Für viele Bands ist die Zeit des Live-Spielens die einzige „Arbeit“. Alles davor ist Vorglühen und Aufwärmen. Wer stundenlang in einem fensterlosen Backstage-Raum oder in einer Festival-Kabine nichts Sinnvolleres zu Tun hat, als zu Saufen oder sich selbst abzufeiern, wer einfach nicht versteht, dass Musikjournalistinnen keine Groupies sind, der wird bei einem Gespräch scheitern, das sich auf Augenhöhe um die kreative Arbeit des Musikmachens drehen soll. Was für den einen Künstler ein zwischenmenschlicher Spaß, eine Abwechslung ist, wird für die andere Journalistin, die an ihren Zugang beim Schreiben und ihre Deadline denkt, nur eines: Zeitverschwendung.
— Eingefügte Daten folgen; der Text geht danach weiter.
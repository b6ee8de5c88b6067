//! Simulation configuration.
//!
//! Everything the integrator and the ground model can be tuned with, grouped
//! in one serde-friendly value. Missing JSON fields fall back to defaults.

use serde::{Deserialize, Serialize};

use crate::aerodynamics::AeroCoefficients;
use crate::constants::{
    DEFAULT_SAMPLE_INTERVAL, DEFAULT_TIME_STEP, MAX_FLIGHT_TIME, MAX_TIME_STEP, MIN_TIME_STEP,
};
use crate::error::{FlightError, Result};
use crate::ground::GroundCoefficients;
use crate::spin_decay::SpinDecayParameters;

#[derive(Debug, Clone, PartialEq, Serialize, Deserialize)]
#[serde(default)]
pub struct SimulationConfig {
    /// RK4 step (s)
    pub time_step: f64,
    /// Spacing of recorded trajectory points (s)
    pub sample_interval: f64,
    /// Flight longer than this is aborted (s)
    pub max_flight_time: f64,
    pub aero: AeroCoefficients,
    pub spin_decay: SpinDecayParameters,
    pub ground: GroundCoefficients,
}

impl Default for SimulationConfig {
    fn default() -> Self {
        Self {
            time_step: DEFAULT_TIME_STEP,
            sample_interval: DEFAULT_SAMPLE_INTERVAL,
            max_flight_time: MAX_FLIGHT_TIME,
            aero: AeroCoefficients::default(),
            spin_decay: SpinDecayParameters::default(),
            ground: GroundCoefficients::default(),
        }
    }
}

fn require_positive(value: f64, name: &str) -> Result<()> {
    if value.is_finite() && value > 0.0 {
        Ok(())
    } else {
        Err(FlightError::InvalidConfig(format!(
            "{name} must be positive and finite, got {value}"
        )))
    }
}

fn require_non_negative(value: f64, name: &str) -> Result<()> {
    if value.is_finite() && value >= 0.0 {
        Ok(())
    } else {
        Err(FlightError::InvalidConfig(format!(
            "{name} must be non-negative and finite, got {value}"
        )))
    }
}

fn require_fraction(value: f64, name: &str) -> Result<()> {
    if value.is_finite() && (0.0..=1.0).contains(&value) {
        Ok(())
    } else {
        Err(FlightError::InvalidConfig(format!(
            "{name} must lie in [0, 1], got {value}"
        )))
    }
}

impl SimulationConfig {
    pub fn new() -> Self {
        Self::default()
    }

    /// Parse a (possibly partial) JSON configuration and validate it.
    pub fn from_json(json: &str) -> Result<Self> {
        let config: SimulationConfig = serde_json::from_str(json)?;
        config.validate()?;
        Ok(config)
    }

    pub fn to_json(&self) -> Result<String> {
        Ok(serde_json::to_string_pretty(self)?)
    }

    pub fn set_time_step(&mut self, step: f64) {
        self.time_step = step;
    }

    pub fn set_sample_interval(&mut self, interval: f64) {
        self.sample_interval = interval;
    }

    pub fn set_max_flight_time(&mut self, seconds: f64) {
        self.max_flight_time = seconds;
    }

    pub fn set_max_ground_time(&mut self, seconds: f64) {
        self.ground.max_ground_time_s = seconds;
    }

    /// Reject values the integrator cannot run with.
    pub fn validate(&self) -> Result<()> {
        require_positive(self.time_step, "time_step")?;
        if !(MIN_TIME_STEP..=MAX_TIME_STEP).contains(&self.time_step) {
            return Err(FlightError::InvalidConfig(format!(
                "time_step {} s outside [{MIN_TIME_STEP}, {MAX_TIME_STEP}] s",
                self.time_step
            )));
        }
        require_positive(self.sample_interval, "sample_interval")?;
        if self.sample_interval < self.time_step {
            return Err(FlightError::InvalidConfig(format!(
                "sample_interval {} s is shorter than time_step {} s",
                self.sample_interval, self.time_step
            )));
        }
        require_positive(self.max_flight_time, "max_flight_time")?;

        require_positive(self.aero.cd_base, "aero.cd_base")?;
        require_non_negative(self.aero.cd_spin, "aero.cd_spin")?;
        require_non_negative(self.aero.cl_max, "aero.cl_max")?;
        require_positive(self.aero.cl_half_ratio, "aero.cl_half_ratio")?;

        require_non_negative(self.spin_decay.decay_rate_per_s, "spin_decay.decay_rate_per_s")?;

        let g = &self.ground;
        require_fraction(g.min_restitution, "ground.min_restitution")?;
        require_fraction(g.max_restitution, "ground.max_restitution")?;
        if g.min_restitution > g.max_restitution {
            return Err(FlightError::InvalidConfig(
                "ground.min_restitution exceeds ground.max_restitution".to_string(),
            ));
        }
        require_non_negative(g.restitution_base, "ground.restitution_base")?;
        require_non_negative(g.restitution_angle_factor, "ground.restitution_angle_factor")?;
        require_fraction(g.friction_base, "ground.friction_base")?;
        require_non_negative(g.friction_spin_factor, "ground.friction_spin_factor")?;
        require_fraction(g.max_friction, "ground.max_friction")?;
        require_positive(g.spin_reference_rpm, "ground.spin_reference_rpm")?;
        require_fraction(g.spin_retention_per_bounce, "ground.spin_retention_per_bounce")?;
        require_non_negative(g.roll_threshold_mps, "ground.roll_threshold_mps")?;
        require_positive(g.rolling_friction, "ground.rolling_friction")?;
        require_non_negative(g.rolling_drag_per_s, "ground.rolling_drag_per_s")?;
        require_positive(g.stop_speed_mps, "ground.stop_speed_mps")?;
        require_positive(g.max_ground_time_s, "ground.max_ground_time_s")?;

        Ok(())
    }
}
Das ungute Gefühl, nicht ernst genommen zu werden

Hier ein paar Situationen und Anekdoten von FM4-Kolleginnen:

„Interviews bestehen die meiste Zeit aus Warten. Wenn man nicht alleine wartet, dann überbrückt man das Warten mit Small-Talk mit den jeweiligen Managern. Auf meine Frage wie der Künstler so ist, hör ich dann: ‚Er ist total süß‘. Wir sprechen über bestimmte Lieder und kurz bevor ich endlich in den Interview-Raum gelassen werde, höre ich noch ein ‚Verlieb dich nicht!‘ und muss mich zusammenreißen: Ich liebe meinen Job aber sicher nicht den Musiker!“

„Der Moment, wo ein Künstler im Interview - in der Regel nach der ersten oder zweiten Frage - überrascht ist, dass er eh ‚ordentliche‘ Fragen gestellt bekommt und es nicht nur mit einer naiven Radiostimme zu tun hat: ‚Oh, so you really did listen to the record‘. Wenn man sich stunden- oder tagelang auf ein Gespräch vorbereitet, reicht es auch, sich nicht ernst genommen zu fühlen, wenn man danach um die Handynummer gebeten wird und in der Nacht noch mehrere Nachrichten bekommt - die müssen nicht unbedingt eine Einladung ins Hotelzimmer beinhalten. Es ist zum Glück nicht der Regelfall, aber die Situation, dass ich mich besonders bemühen muss, um in meiner Arbeit ernst genommen zu werden, habe ich schon oft erlebt.“

„Zu den unangenehmsten Dingen im Bereich der Musikberichterstattung zählen Interviews, bei denen das Gegenüber offensichtlich alkoholisiert oder auf anderen Substanzen ist. Bei Festivals oder anderen Situationen nicht ungewöhnlich. Man versucht, die Situation irgendwie durchzustehen und ein paar vernünftige Sätze aus der Person herauszubekommen. Klar, man soll ja auch was hinkriegen. Doch wenn das ganze kippt und auf eine persönliche Ebene übergeht, ist es Zeit, das Interview abzubrechen. Mir selbst ist das einige Male passiert, dass der Musiker (ja, eben doch meist ein Mann) eine ordentliche Menge Alkohol intus hatte. Die Person, an die ich mich besonders ungern erinnere, hat mich zwar nicht körperlich bedrängt, jedoch begonnen, Off Air Dinge zu äußern, die sie überhaupt nichts angehen. Mein Körper, mein Outfit, es war äußerst unangenehm und grenzwertig. Weil es eine Livesituation war, gab es in diesem Moment auch kein Entkommen. Im Gegenteil, besagter Gast hat fleißig weitergetrunken. Irgendwann war die Sendung zum Glück vorbei und ich dachte mir: WTF ist gerade passiert?“

Am meisten höre ich von den FM4 Kolleginnen also von dem „unguten Gefühl“ nicht ernst genommen zu werden. Dabei ist es ganz einfach: Wir flirten nicht, wir machen unsere Arbeit. Es ist 2017. Vielleicht ist es naiv, aber ich hoffe, dass #metoo und die vielen persönlichen Geschichten, die Frauen aller Alters- und Berufsgruppen in den letzten Wochen erzählt haben, einen positiven Effekt auf das zwischenmenschliche Miteinander haben. Ein Anfang wäre, dass Gespräche auf Augenhöhe und nicht auf Dekolletéhöhe stattfinden.